Required action: Copy exactly the lines from the first line of the records below through the line containing "use bacbridge_core::BacnetValue;", including both, and nothing else.
─── Input for this task
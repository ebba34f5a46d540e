//! In-memory BACnet network.
//!
//! [`SimulatedNetwork`] implements [`BacnetApp`] over a set of simulated
//! devices. It answers Who-Is, ReadProperty, ReadPropertyMultiple,
//! WriteProperty and SubscribeCOV without any datalink, and exposes knobs
//! for the failure modes the bridge has to survive. Useful for tests and
//! for running the bridge without hardware.

use crate::app::{BacnetApp, CovContext, CovRequest, IAm, WhoIsTarget};
use crate::local_object::LocalObject;
use crate::BridgeError;
use async_trait::async_trait;
use bacbridge_core::types::{ObjectId, ObjectType, PropertyId};
use bacbridge_core::BacnetValue;
use std::collections::{BTreeMap, HashMap};
use std::sync::atomic::{AtomicUsize, Ordering};
use std::sync::{Arc, Mutex, MutexGuard, PoisonError};
use std::time::Duration;
use tokio::sync::mpsc;

type Properties = HashMap<PropertyId, BacnetValue>;
type Notification = Result<(PropertyId, BacnetValue), BridgeError>;

struct SimDevice {
    address: String,
    offline: bool,
    /// Objects in object-list order; the device object comes first.
    order: Vec<ObjectId>,
    objects: HashMap<ObjectId, Properties>,
}

impl SimDevice {
    fn object_list(&self) -> Vec<BacnetValue> {
        self.order.iter().copied().map(BacnetValue::ObjectId).collect()
    }
}

struct Subscriber {
    device: u32,
    object_id: ObjectId,
    process_id: u32,
    sender: mpsc::UnboundedSender<Notification>,
}

/// A recorded WriteProperty request.
#[derive(Debug, Clone, PartialEq)]
pub struct RecordedWrite {
    pub address: String,
    pub object_id: ObjectId,
    pub property_id: PropertyId,
    pub value: BacnetValue,
    pub priority: Option<u8>,
}

#[derive(Default)]
struct SimState {
    devices: BTreeMap<u32, SimDevice>,
    extra_i_ams: Vec<IAm>,
    drop_default_who_is: bool,
    fail_reads: bool,
    rpm_unsupported: bool,
    cov_unsupported: bool,
    subscribe_failures: usize,
    existing_context_failures: usize,
    subscribers: Vec<Subscriber>,
    writes: Vec<RecordedWrite>,
    published: Vec<Arc<LocalObject>>,
}

/// Simulated BACnet network reachable through [`BacnetApp`].
#[derive(Default)]
pub struct SimulatedNetwork {
    state: Mutex<SimState>,
    who_is_count: AtomicUsize,
    subscribe_count: AtomicUsize,
    live_contexts: Arc<AtomicUsize>,
}

impl SimulatedNetwork {
    pub fn new() -> Self {
        Self::default()
    }

    fn state(&self) -> MutexGuard<'_, SimState> {
        self.state.lock().unwrap_or_else(PoisonError::into_inner)
    }

    /// Adds a device answering at `address`, with a populated device object.
    pub fn add_device(&self, instance: u32, address: impl Into<String>) {
        let device_id = ObjectId::device(instance);
        let properties: Properties = [
            (PropertyId::ObjectIdentifier, BacnetValue::ObjectId(device_id)),
            (
                PropertyId::ObjectName,
                BacnetValue::CharacterString(format!("SimDevice-{instance}")),
            ),
            (PropertyId::VendorName, BacnetValue::CharacterString("bacbridge".into())),
            (PropertyId::VendorIdentifier, BacnetValue::Unsigned(999)),
            (PropertyId::ModelName, BacnetValue::CharacterString("Simulated Controller".into())),
            (PropertyId::FirmwareRevision, BacnetValue::CharacterString("1.0".into())),
            (
                PropertyId::ApplicationSoftwareVersion,
                BacnetValue::CharacterString("sim".into()),
            ),
            (PropertyId::SystemStatus, BacnetValue::Enumerated(0)),
        ]
        .into_iter()
        .collect();
        self.state().devices.insert(
            instance,
            SimDevice {
                address: address.into(),
                offline: false,
                order: vec![device_id],
                objects: HashMap::from([(device_id, properties)]),
            },
        );
    }

    /// Adds (or replaces) an object on a device and appends it to the
    /// device's object list. Returns false when the device is unknown.
    pub fn insert_object(
        &self,
        device: u32,
        object_id: ObjectId,
        properties: impl IntoIterator<Item = (PropertyId, BacnetValue)>,
    ) -> bool {
        let mut state = self.state();
        let Some(sim) = state.devices.get_mut(&device) else {
            return false;
        };
        let mut properties: Properties = properties.into_iter().collect();
        properties
            .entry(PropertyId::ObjectIdentifier)
            .or_insert(BacnetValue::ObjectId(object_id));
        if !sim.order.contains(&object_id) {
            sim.order.push(object_id);
        }
        sim.objects.insert(object_id, properties);
        true
    }

    /// Adds a BACnet/IP network-port object.
    pub fn add_network_port(&self, device: u32, instance: u32, ip: [u8; 4], udp_port: u16) -> bool {
        self.insert_object(
            device,
            ObjectId::new(ObjectType::NetworkPort, instance),
            [
                (
                    PropertyId::ObjectName,
                    BacnetValue::CharacterString(format!("Port {instance}")),
                ),
                (PropertyId::IpAddress, BacnetValue::OctetString(ip.to_vec())),
                (
                    PropertyId::IpSubnetMask,
                    BacnetValue::OctetString(vec![255, 255, 255, 0]),
                ),
                (PropertyId::BacnetIpUdpPort, BacnetValue::Unsigned(u32::from(udp_port))),
            ],
        )
    }

    /// Makes the device report an empty object list while its objects stay
    /// readable, as some controllers do right after a restart.
    pub fn clear_object_list(&self, device: u32) -> bool {
        match self.state().devices.get_mut(&device) {
            Some(sim) => {
                sim.order.clear();
                true
            }
            None => false,
        }
    }

    pub fn set_property(&self, device: u32, object_id: ObjectId, property_id: PropertyId, value: BacnetValue) {
        if let Some(properties) = self
            .state()
            .devices
            .get_mut(&device)
            .and_then(|sim| sim.objects.get_mut(&object_id))
        {
            properties.insert(property_id, value);
        }
    }

    pub fn property(&self, device: u32, object_id: ObjectId, property_id: PropertyId) -> Option<BacnetValue> {
        self.state()
            .devices
            .get(&device)?
            .objects
            .get(&object_id)?
            .get(&property_id)
            .cloned()
    }

    /// Moves a device to a new address.
    pub fn set_address(&self, device: u32, address: impl Into<String>) {
        if let Some(sim) = self.state().devices.get_mut(&device) {
            sim.address = address.into();
        }
    }

    /// An offline device ignores Who-Is and times out every request.
    pub fn set_offline(&self, device: u32, offline: bool) {
        if let Some(sim) = self.state().devices.get_mut(&device) {
            sim.offline = offline;
        }
    }

    /// Makes the default Who-Is go unanswered, forcing the global fallback.
    pub fn set_drop_default_who_is(&self, drop: bool) {
        self.state().drop_default_who_is = drop;
    }

    /// Makes every ReadProperty and ReadPropertyMultiple time out.
    pub fn set_fail_reads(&self, fail: bool) {
        self.state().fail_reads = fail;
    }

    pub fn set_rpm_supported(&self, supported: bool) {
        self.state().rpm_unsupported = !supported;
    }

    pub fn set_cov_supported(&self, supported: bool) {
        self.state().cov_unsupported = !supported;
    }

    /// The next `count` SubscribeCOV requests time out.
    pub fn fail_next_subscribes(&self, count: usize) {
        self.state().subscribe_failures = count;
    }

    /// The next `count` SubscribeCOV requests report an existing context.
    pub fn reject_next_subscribes_as_existing(&self, count: usize) {
        self.state().existing_context_failures = count;
    }

    /// Adds a raw I-Am to every Who-Is answer.
    pub fn inject_i_am(&self, i_am: IAm) {
        self.state().extra_i_ams.push(i_am);
    }

    /// Sends a COV notification to every open subscription of the object
    /// and stores the value. Returns how many subscriptions received it.
    pub fn notify(&self, device: u32, object_id: ObjectId, property_id: PropertyId, value: BacnetValue) -> usize {
        self.set_property(device, object_id, property_id, value.clone());
        let mut state = self.state();
        state.subscribers.retain(|sub| !sub.sender.is_closed());
        state
            .subscribers
            .iter()
            .filter(|sub| sub.device == device && sub.object_id == object_id)
            .filter(|sub| sub.sender.send(Ok((property_id, value.clone()))).is_ok())
            .count()
    }

    /// Breaks every open subscription of the object with `error`.
    pub fn fail_subscriptions(&self, device: u32, object_id: ObjectId, error: impl Fn() -> BridgeError) -> usize {
        let mut state = self.state();
        state.subscribers.retain(|sub| !sub.sender.is_closed());
        state
            .subscribers
            .iter()
            .filter(|sub| sub.device == device && sub.object_id == object_id)
            .filter(|sub| sub.sender.send(Err(error())).is_ok())
            .count()
    }

    /// Process identifiers of the open subscriptions of an object.
    pub fn subscriber_process_ids(&self, device: u32, object_id: ObjectId) -> Vec<u32> {
        self.state()
            .subscribers
            .iter()
            .filter(|sub| !sub.sender.is_closed())
            .filter(|sub| sub.device == device && sub.object_id == object_id)
            .map(|sub| sub.process_id)
            .collect()
    }

    /// Contexts handed out and not yet closed.
    pub fn live_contexts(&self) -> usize {
        self.live_contexts.load(Ordering::SeqCst)
    }

    pub fn who_is_count(&self) -> usize {
        self.who_is_count.load(Ordering::SeqCst)
    }

    pub fn subscribe_count(&self) -> usize {
        self.subscribe_count.load(Ordering::SeqCst)
    }

    pub fn writes(&self) -> Vec<RecordedWrite> {
        self.state().writes.clone()
    }

    /// Objects registered through [`BacnetApp::add_object`].
    pub fn published(&self) -> Vec<Arc<LocalObject>> {
        self.state().published.clone()
    }

    pub fn published_object(&self, object_id: ObjectId) -> Option<Arc<LocalObject>> {
        self.state()
            .published
            .iter()
            .find(|object| object.object_id() == object_id)
            .cloned()
    }

    /// Simulates a remote client writing the present value of a published
    /// object. Returns false when no such object exists.
    pub fn remote_write(&self, object_id: ObjectId, value: BacnetValue) -> bool {
        let Some(object) = self.published_object(object_id) else {
            return false;
        };
        object.write_present_value(value);
        true
    }

    fn reachable<'a>(state: &'a SimState, address: &str, device: u32) -> Result<&'a SimDevice, BridgeError> {
        match state.devices.get(&device) {
            Some(sim) if !sim.offline && sim.address == address => Ok(sim),
            _ => Err(BridgeError::Timeout),
        }
    }

    fn read(
        state: &SimState,
        address: &str,
        object_id: ObjectId,
        property_id: PropertyId,
        array_index: Option<u32>,
    ) -> Result<BacnetValue, BridgeError> {
        if state.fail_reads {
            return Err(BridgeError::Timeout);
        }
        let device = owning_device(state, address, object_id)?;
        let sim = Self::reachable(state, address, device)?;
        let properties = sim
            .objects
            .get(&object_id)
            .ok_or_else(|| BridgeError::Remote("unknown-object".into()))?;

        if object_id.object_type() == ObjectType::Device && property_id == PropertyId::ObjectList {
            let list = sim.object_list();
            return match array_index {
                None => Ok(BacnetValue::List(list)),
                Some(0) => Ok(BacnetValue::Unsigned(list.len() as u32)),
                Some(index) => list
                    .get(index as usize - 1)
                    .cloned()
                    .ok_or_else(|| BridgeError::Remote("invalid-array-index".into())),
            };
        }
        let value = properties
            .get(&property_id)
            .cloned()
            .ok_or_else(|| BridgeError::Remote("unknown-property".into()))?;
        match (array_index, value) {
            (None, value) => Ok(value),
            (Some(0), BacnetValue::List(items)) => Ok(BacnetValue::Unsigned(items.len() as u32)),
            (Some(index), BacnetValue::List(items)) => items
                .get(index as usize - 1)
                .cloned()
                .ok_or_else(|| BridgeError::Remote("invalid-array-index".into())),
            (Some(_), _) => Err(BridgeError::Remote("property-is-not-an-array".into())),
        }
    }
}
──────
Result of this task:
repository ebba34f5a46d540e
//! In-memory BACnet network.
//!
//! [`SimulatedNetwork`] implements [`BacnetApp`] over a set of simulated
//! devices. It answers Who-Is, ReadProperty, ReadPropertyMultiple,
//! WriteProperty and SubscribeCOV without any datalink, and exposes knobs
//! for the failure modes the bridge has to survive. Useful for tests and
//! for running the bridge without hardware.

use crate::app::{BacnetApp, CovContext, CovRequest, IAm, WhoIsTarget};
use crate::local_object::LocalObject;
use crate::BridgeError;
use async_trait::async_trait;
use bacbridge_core::types::{ObjectId, ObjectType, PropertyId};
use bacbridge_core::BacnetValue;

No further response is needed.